Découvre une mindmap claire et pédagogique sur “les excuses qu’on se raconte” et apprends à repérer ce qui se cache derrière les phrases comme “pas le temps”, “pas prêt”, “pas assez bon” ou “quand j’aurai…”. Chaque branche explique simplement pourquoi ces excuses apparaissent, comment les reconnaître, et surtout comment les transformer en décisions concrètes et en petites actions réalistes. Idéale pour lutter contre la procrastination, retrouver de l’élan et avancer sans pression, cette carte mentale te guide pas à pas avec des exemples accessibles et des alternatives prêtes à utiliser.

Par Cyril
Publie : 08 janv. 2026

Apercu du plan

Version textuelle indexable de la carte mentale.

  • Note

    On se raconte des excuses quand on veut éviter une action… tout en se donnant une “bonne raison”.

    Cette mindmap t’aide à :

    • repérer la phrase exacte que ton cerveau utilise,
    • comprendre ce qu’elle protège (peur, fatigue, besoin de contrôle),
    • la remplacer par une alternative simple et concrète.

    Règle d’or :

    • Une raison décrit un obstacle précis et ouvre une solution.
    • Une excuse ferme la porte et renvoie à plus tard.
    • Note

      Quand le temps devient un paravent. Ici, on transforme « pas le temps » en décisions claires et petites actions.

      • Note

        Dire « pas le temps » décrit rarement l’horloge. Ça décrit un choix (même inconscient) : tu mets autre chose avant.

        Ça peut cacher :

        • Priorité : autre chose passe avant, même si tu n’oses pas le dire.
        • Énergie : tu es vidé·e, donc chaque tâche paraît énorme.
        • Évitement : tu redoutes une émotion (peur d’échouer, d’être jugé·e, de décevoir).
        • Flou : tu ne sais pas par où commencer, alors tu repousses.
      • Note

        Quelques variantes très courantes :

        • « Je suis débordé·e »
        • « Je m’y mets dès que j’ai une minute »
        • « Cette semaine, c’est impossible »
        • « Je suis trop fatigué·e pour ça »

        Astuce : note la phrase exacte que tu dis. C’est souvent elle qui déclenche le report.

      • Note

        Pour savoir si c’est un vrai manque de temps ou une excuse, réponds :

        1. Si c’était vital, est-ce que je trouverais 15 minutes aujourd’hui ?
        2. Qu’est-ce que je fais à la place (scroll, séries, petites tâches “faciles”) ?
        3. Quel est le tout premier geste qui ferait avancer, même minuscule ?

        Si tu trouves une réponse à (1) ou (3), le problème n’est pas “le temps”, c’est la forme de l’action.

      • Note

        Remplace la phrase vague par une phrase honnête et utile :

        • Au lieu de « Je n’ai pas le temps » → « Ce n’est pas ma priorité aujourd’hui. » Puis ajoute une sortie :
        • « Je peux y consacrer 10 minutes maintenant. » ou
        • « Je le planifie jeudi à 18h. »

        Tu reprends le contrôle au lieu de flotter dans le flou.

      • Note

        Mode d’emploi très concret :

        1. Ouvre ton agenda (ou une note).
        2. Choisis un créneau de 10 minutes aujourd’hui (pas “un jour”).
        3. Écris ce que tu feras exactement : « ouvrir le doc », « envoyer 1 message », « faire la liste ».
        4. Lance un minuteur. Quand il sonne, tu t’arrêtes.

        But : prouver à ton cerveau que l’action peut tenir dans un petit cadre.

      • Note

        Parfois c’est vrai : maladie, urgence, surcharge non négociable.

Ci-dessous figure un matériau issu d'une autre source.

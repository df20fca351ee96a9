//! Append-only JSON Lines sink and the record types written through it.

use chrono::{DateTime, Utc};
use serde::de::DeserializeOwned;
use serde::{Deserialize, Serialize};
use std::collections::BTreeMap;
use std::fs::{File, OpenOptions};
use std::io::{BufRead, BufReader, Write};
use std::path::{Path, PathBuf};

use crate::attack::AttackResult;
use crate::error::Result;
use crate::substitutes::SubstitutionTable;

// ═══════════════════════════════════════════════════════════════════════════════
// RECORDS
// ═══════════════════════════════════════════════════════════════════════════════

/// One program to attack, as read by the CLI
#[derive(Debug, Clone, Serialize, Deserialize)]
pub struct AttackInput {
    #[serde(default)]
    pub id: Option<String>,
    pub code: String,
    /// Ground-truth label (classification)
    #[serde(default)]
    pub label: Option<usize>,
    #[serde(default)]
    pub substitutes: SubstitutionTable,
}

/// Outcome of one processed example
#[derive(Debug, Clone, Serialize, Deserialize)]
pub struct AttackRecord {
    pub timestamp: DateTime<Utc>,
    #[serde(default)]
    pub id: Option<String>,
    #[serde(flatten)]
    pub result: AttackResult,
}

impl AttackRecord {
    pub fn new(id: Option<String>, result: AttackResult) -> Self {
        Self {
            timestamp: Utc::now(),
            id,
            result,
        }
    }
}

/// Demonstrations shown to the model for one query (possibly renamed)
#[derive(Debug, Clone, PartialEq, Serialize, Deserialize)]
pub struct DemoRecord {
    pub query: String,
    pub demo: Vec<String>,
}

/// Model answer for the persisted demonstrations
#[derive(Debug, Clone, PartialEq, Serialize, Deserialize)]
pub struct AnswerRecord {
    pub answer: Option<String>,
    pub score: f64,
    /// Quality metrics reported by the oracle for `answer`
    #[serde(default)]
    pub metrics: BTreeMap<String, f64>,
}

// ═══════════════════════════════════════════════════════════════════════════════
// SINK
// ═══════════════════════════════════════════════════════════════════════════════

/// Append-only JSON Lines file
#[derive(Debug, Clone)]
pub struct JsonlSink {
    path: PathBuf,
}

impl JsonlSink {
    pub fn new(path: impl Into<PathBuf>) -> Self {
        Self { path: path.into() }
    }

    pub fn path(&self) -> &Path {
        &self.path
    }

    /// Serialize `record` and append it as one line
    pub fn append<T: Serialize>(&self, record: &T) -> Result<()> {
        let mut line = serde_json::to_string(record)?;
        line.push('\n');
        let mut file = OpenOptions::new()
            .create(true)
            .append(true)
            .open(&self.path)?;
        file.write_all(line.as_bytes())?;
        Ok(())
    }

    /// Every record in the file; blank lines are skipped
    pub fn read_all<T: DeserializeOwned>(&self) -> Result<Vec<T>> {
        read_jsonl(&self.path)
    }
}

/// Parse a JSON Lines file
pub fn read_jsonl<T: DeserializeOwned>(path: &Path) -> Result<Vec<T>> {
    let reader = BufReader::new(File::open(path)?);
    let mut records = Vec::new();
    for line in reader.lines() {
        let line = line?;
        if line.trim().is_empty() {
            continue;
        }
        records.push(serde_json::from_str(&line)?);
    }
    Ok(records)
}
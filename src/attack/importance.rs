//! Masking-based identifier importance.
//!
//! One oracle call scores one copy of the subject per identifier occurrence,
//! with that occurrence masked, against an already scored baseline. An identifier's importance is the
//! sum, over its occurrences, of the score its masking removes from the
//! baseline label. Summing favours identifiers that occur often.

use serde::{Deserialize, Serialize};
use std::cmp::Ordering;
use tracing::debug;

use super::{AttackEnv, Baseline, Subject};
use crate::oracle::{Oracle, OracleError};
use crate::program::{PositionMap, MASK_TOKEN};

/// Importance of one identifier
#[derive(Debug, Clone, PartialEq, Serialize, Deserialize)]
pub struct ImportanceScore {
    pub identifier: String,
    pub score: f64,
}

/// Scores plus the maps they were computed from
#[derive(Debug, Clone)]
pub struct ImportanceReport {
    /// Per identifier, in position-map order
    pub scores: Vec<ImportanceScore>,
    /// Every masked position, ascending
    pub masked_positions: Vec<usize>,
    pub positions: PositionMap,
    pub baseline: Baseline,
}

impl ImportanceReport {
    pub fn get(&self, identifier: &str) -> Option<f64> {
        self.scores
            .iter()
            .find(|s| s.identifier == identifier)
            .map(|s| s.score)
    }

    /// Descending by score; ties keep position-map order
    pub fn ranked(&self) -> Vec<&ImportanceScore> {
        let mut ranked: Vec<&ImportanceScore> = self.scores.iter().collect();
        ranked.sort_by(|a, b| b.score.partial_cmp(&a.score).unwrap_or(Ordering::Equal));
        ranked
    }
}

/// Score the importance of every name in `names` that occurs in `subject`
/// as an identifier. Returns `None` when none of them does.
pub fn score<O, S>(
    env: &AttackEnv<'_, O>,
    subject: &S,
    names: &[&str],
    baseline: &Baseline,
    label: Option<usize>,
) -> Result<Option<ImportanceReport>, OracleError>
where
    O: Oracle + ?Sized,
    S: Subject,
{
    let names: Vec<&str> = names
        .iter()
        .copied()
        .filter(|n| subject.contains_identifier(n))
        .collect();
    let positions = PositionMap::build(&subject.words(), &names);
    if positions.is_empty() {
        return Ok(None);
    }

    let masked_positions = positions.all_positions();
    let texts = subject.masked_inputs(&masked_positions, MASK_TOKEN);
    let preds = env.score_texts(&texts, label)?;

    let delta_at = |pos: usize| -> f64 {
        masked_positions
            .binary_search(&pos)
            .ok()
            .and_then(|k| preds.get(k))
            .map_or(0.0, |p| baseline.damage(p))
    };

    let scores: Vec<ImportanceScore> = positions
        .iter()
        .map(|(name, occ)| ImportanceScore {
            identifier: name.to_string(),
            score: occ.iter().map(|&p| delta_at(p)).sum(),
        })
        .collect();

    for s in &scores {
        debug!(identifier = %s.identifier, importance = s.score, "importance");
    }

    Ok(Some(ImportanceReport {
        scores,
        masked_positions,
        positions,
        baseline: baseline.clone(),
    }))
}

#[cfg(test)]
mod tests {
    use super::*;
    use crate::attack::SuccessCriterion;
    use crate::feature::{Feature, FeatureBuilder, FeatureLayout};
    use crate::oracle::{CountingOracle, FnOracle, Prediction};
    use crate::program::Program;

    /// Confidence drops by 0.1 per masked token
    fn mask_sensitive(f: &Feature) -> Prediction {
        let masked = f.tokens.iter().filter(|t| t.as_str() == MASK_TOKEN).count() as f64;
        let p = 0.9 - 0.1 * masked;
        Prediction::classification(vec![p, 1.0 - p])
    }

    #[test]
    fn test_importance_sums_occurrences() {
        let fb = FeatureBuilder::new(64, FeatureLayout::Bounded);
        let oracle = CountingOracle::new(FnOracle::new("mask", mask_sensitive));
        let env = AttackEnv::new(&oracle, &fb, SuccessCriterion::LabelFlip);
        let program = Program::parse("int foo(int a,int b){return a+b;}");
        let baseline = env.baseline(&program, None).unwrap();
        oracle.reset();

        let report = score(&env, &program, &["b", "a", "zz"], &baseline, None)
            .unwrap()
            .unwrap();
        // masked copies only, the baseline is not scored again
        assert_eq!(oracle.calls(), 1);
        assert_eq!(oracle.features(), 4);

        let a = report.get("a").unwrap();
        let b = report.get("b").unwrap();
        assert!((a - 0.2).abs() < 1e-9);
        assert!((b - 0.2).abs() < 1e-9);
        assert!(report.get("zz").is_none());

        // Equal scores keep map order
        let ranked: Vec<&str> = report.ranked().iter().map(|s| s.identifier.as_str()).collect();
        assert_eq!(ranked, vec!["b", "a"]);
    }

    #[test]
    fn test_importance_at_least_single_occurrence() {
        let fb = FeatureBuilder::new(64, FeatureLayout::Bounded);
        let oracle = FnOracle::new("mask", mask_sensitive);
        let env = AttackEnv::new(&oracle, &fb, SuccessCriterion::LabelFlip);
        let program = Program::parse("int f(int n){ n = n * n; return n; }");
        let baseline = env.baseline(&program, None).unwrap();
        let report = score(&env, &program, &["n"], &baseline, None).unwrap().unwrap();
        let single = report.baseline.score - 0.8;
        assert!(report.get("n").unwrap() >= single);
    }

    #[test]
    fn test_importance_none_when_absent() {
        let fb = FeatureBuilder::new(64, FeatureLayout::Bounded);
        let oracle = CountingOracle::new(FnOracle::new("mask", mask_sensitive));
        let env = AttackEnv::new(&oracle, &fb, SuccessCriterion::LabelFlip);
        let program = Program::parse("int x;");
        let baseline = env.baseline(&program, None).unwrap();
        oracle.reset();
        assert!(score(&env, &program, &["y"], &baseline, None).unwrap().is_none());
        assert_eq!(oracle.calls(), 0);
    }

    #[test]
    fn test_importance_skips_non_identifier_words() {
        let fb = FeatureBuilder::new(64, FeatureLayout::Bounded);
        let oracle = CountingOracle::new(FnOracle::new("mask", mask_sensitive));
        let env = AttackEnv::new(&oracle, &fb, SuccessCriterion::LabelFlip);
        let program = Program::parse("int f(int x){return x+0;}");
        let baseline = env.baseline(&program, None).unwrap();
        oracle.reset();

        let report = score(&env, &program, &["0", "+", "x"], &baseline, None)
            .unwrap()
            .unwrap();
        assert_eq!(report.positions.names().collect::<Vec<_>>(), vec!["x"]);
        assert!(report.get("0").is_none());
        assert_eq!(oracle.features(), 2);
    }
}
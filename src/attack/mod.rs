//! ═══════════════════════════════════════════════════════════════════════════════
//! ATTACK — Identifier-Renaming Adversarial Search
//! ═══════════════════════════════════════════════════════════════════════════════
//!
//! Every search strategy shares the same frame:
//!
//!   1. Score the unmodified program (baseline).
//!   2. Bail out with AlreadyMispredicted if the baseline disagrees with the
//!      ground truth, or NoAttackableIdentifiers if no substitution-table key
//!      occurs in the program.
//!   3. Search the space of renamings, scoring candidates in batches.
//!   4. Report an AttackResult built once at exit.
//!
//! Strategies:
//!   importance — masking-based per-identifier contribution
//!   greedy     — importance-ranked, best substitute per identifier
//!   genetic    — population of full renaming assignments
//!   mhm        — Metropolis-Hastings random walk over renamings
//!   demo       — greedy over in-context demonstrations, persisted as JSONL
//! ═══════════════════════════════════════════════════════════════════════════════

pub mod demo;
pub mod genetic;
pub mod greedy;
pub mod importance;
pub mod mhm;
pub mod operators;

pub use demo::{DemoAttacker, DemoBundle, DemoExample};
pub use genetic::GeneticAttacker;
pub use greedy::GreedyAttacker;
pub use importance::{ImportanceReport, ImportanceScore};
pub use mhm::{CandidateSource, MhmAttacker, RenameChain, StepRecord, StepStatus};
pub use operators::{Chromosome, ParentSelection};

use serde::{Deserialize, Deserializer, Serialize, Serializer};
use std::collections::BTreeMap;
use std::fmt;
use std::str::FromStr;

use crate::feature::{align_batch, FeatureBuilder};
use crate::oracle::{self, Oracle, OracleError, Prediction};
use crate::program::{mask_positions, PositionMap, Program};

// ═══════════════════════════════════════════════════════════════════════════════
// OUTCOME
// ═══════════════════════════════════════════════════════════════════════════════

/// Terminal state of one attack call. Serialized as its integer code.
#[derive(Debug, Clone, Copy, PartialEq, Eq, Hash)]
pub enum Outcome {
    /// The model already mispredicts the unperturbed input (−4)
    AlreadyMispredicted,
    /// No substitution-table key occurs in the program (−3)
    NoAttackableIdentifiers,
    /// Budget consumed without meeting the success criterion (−1)
    SearchExhausted,
    /// An adversarial renaming was found (1)
    Succeeded,
}

impl Outcome {
    pub fn code(self) -> i8 {
        match self {
            Outcome::AlreadyMispredicted => -4,
            Outcome::NoAttackableIdentifiers => -3,
            Outcome::SearchExhausted => -1,
            Outcome::Succeeded => 1,
        }
    }

    pub fn from_code(code: i8) -> Option<Self> {
        match code {
            -4 => Some(Outcome::AlreadyMispredicted),
            -3 => Some(Outcome::NoAttackableIdentifiers),
            -1 => Some(Outcome::SearchExhausted),
            1 => Some(Outcome::Succeeded),
            _ => None,
        }
    }

    pub fn is_success(self) -> bool {
        self == Outcome::Succeeded
    }
}

impl fmt::Display for Outcome {
    fn fmt(&self, f: &mut fmt::Formatter<'_>) -> fmt::Result {
        let name = match self {
            Outcome::AlreadyMispredicted => "already-mispredicted",
            Outcome::NoAttackableIdentifiers => "no-attackable-identifiers",
            Outcome::SearchExhausted => "search-exhausted",
            Outcome::Succeeded => "succeeded",
        };
        write!(f, "{} ({})", name, self.code())
    }
}

impl Serialize for Outcome {
    fn serialize<S: Serializer>(&self, serializer: S) -> Result<S::Ok, S::Error> {
        serializer.serialize_i8(self.code())
    }
}

impl<'de> Deserialize<'de> for Outcome {
    fn deserialize<D: Deserializer<'de>>(deserializer: D) -> Result<Self, D::Error> {
        let code = i8::deserialize(deserializer)?;
        Outcome::from_code(code)
            .ok_or_else(|| serde::de::Error::custom(format!("unknown outcome code {}", code)))
    }
}

// ═══════════════════════════════════════════════════════════════════════════════
// SUCCESS CRITERION
// ═══════════════════════════════════════════════════════════════════════════════

/// Unperturbed oracle output every candidate is compared against
#[derive(Debug, Clone, PartialEq)]
pub struct Baseline {
    /// Label the model predicts for the original program
    pub label: usize,
    /// Score of that label (or quality score for generation oracles)
    pub score: f64,
    pub prediction: Prediction,
}

impl Baseline {
    pub fn new(prediction: Prediction) -> Self {
        Self {
            label: prediction.label,
            score: prediction.confidence(),
            prediction,
        }
    }

    /// Score the original label keeps under a candidate
    pub fn retained(&self, pred: &Prediction) -> f64 {
        pred.score_for(self.label)
    }

    /// Confidence damage done by a candidate (GA fitness, greedy gap)
    pub fn damage(&self, pred: &Prediction) -> f64 {
        self.score - self.retained(pred)
    }
}

/// When an attack counts as successful
#[derive(Debug, Clone, Copy, PartialEq, Serialize, Deserialize, Default)]
#[serde(rename_all = "snake_case")]
pub enum SuccessCriterion {
    /// Classification: predicted label differs from the original one
    #[default]
    LabelFlip,
    /// Retained score at or below `ratio × original score`
    ScoreRatio { ratio: f64 },
}

impl SuccessCriterion {
    pub fn is_met(&self, baseline: &Baseline, pred: &Prediction) -> bool {
        match *self {
            SuccessCriterion::LabelFlip => pred.label != baseline.label,
            SuccessCriterion::ScoreRatio { ratio } => {
                baseline.retained(pred) <= baseline.score * ratio
            }
        }
    }
}

// ═══════════════════════════════════════════════════════════════════════════════
// RESULT
// ═══════════════════════════════════════════════════════════════════════════════

/// Search strategy that produced a result
#[derive(Debug, Clone, Copy, PartialEq, Eq, Hash, Serialize, Deserialize)]
#[serde(rename_all = "kebab-case")]
pub enum AttackMethod {
    Greedy,
    Ga,
    Mhm,
    MhmRandom,
    Demo,
}

impl AttackMethod {
    pub fn name(self) -> &'static str {
        match self {
            AttackMethod::Greedy => "greedy",
            AttackMethod::Ga => "ga",
            AttackMethod::Mhm => "mhm",
            AttackMethod::MhmRandom => "mhm-random",
            AttackMethod::Demo => "demo",
        }
    }
}

impl fmt::Display for AttackMethod {
    fn fmt(&self, f: &mut fmt::Formatter<'_>) -> fmt::Result {
        f.write_str(self.name())
    }
}

impl FromStr for AttackMethod {
    type Err = String;

    fn from_str(s: &str) -> Result<Self, Self::Err> {
        match s {
            "greedy" => Ok(AttackMethod::Greedy),
            "ga" | "genetic" => Ok(AttackMethod::Ga),
            "mhm" => Ok(AttackMethod::Mhm),
            "mhm-random" | "mhm_random" => Ok(AttackMethod::MhmRandom),
            "demo" => Ok(AttackMethod::Demo),
            other => Err(format!("unknown attack method: {}", other)),
        }
    }
}

/// One committed rename, original name → final name
#[derive(Debug, Clone, PartialEq, Eq, Serialize, Deserialize)]
pub struct Replacement {
    pub original: String,
    pub replacement: String,
}

/// A program variant and the score its original label retained
#[derive(Debug, Clone, PartialEq, Serialize, Deserialize)]
pub struct ScoredProgram {
    pub program: String,
    pub score: f64,
}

        Dans ce cas, l’anti-excuse, c’est :

        • Nommer la contrainte : « je dois gérer X jusqu’à vendredi ».
        • Réduire l’engagement : « je fais juste Y (5 minutes) » ou « je fixe une date ».
        • Prévenir si quelqu’un t’attend : « je reviens vers toi le 12/01 ».

        Tu passes de “je fuis” à “je gère”.

    • Note

      Quand « pas prêt » signifie souvent : trop flou, trop grand, ou trop risqué. Ici, on le transforme en préparation minimale et réversible.

      • Note

        On confond souvent « être prêt » avec « se sentir totalement confiant·e ».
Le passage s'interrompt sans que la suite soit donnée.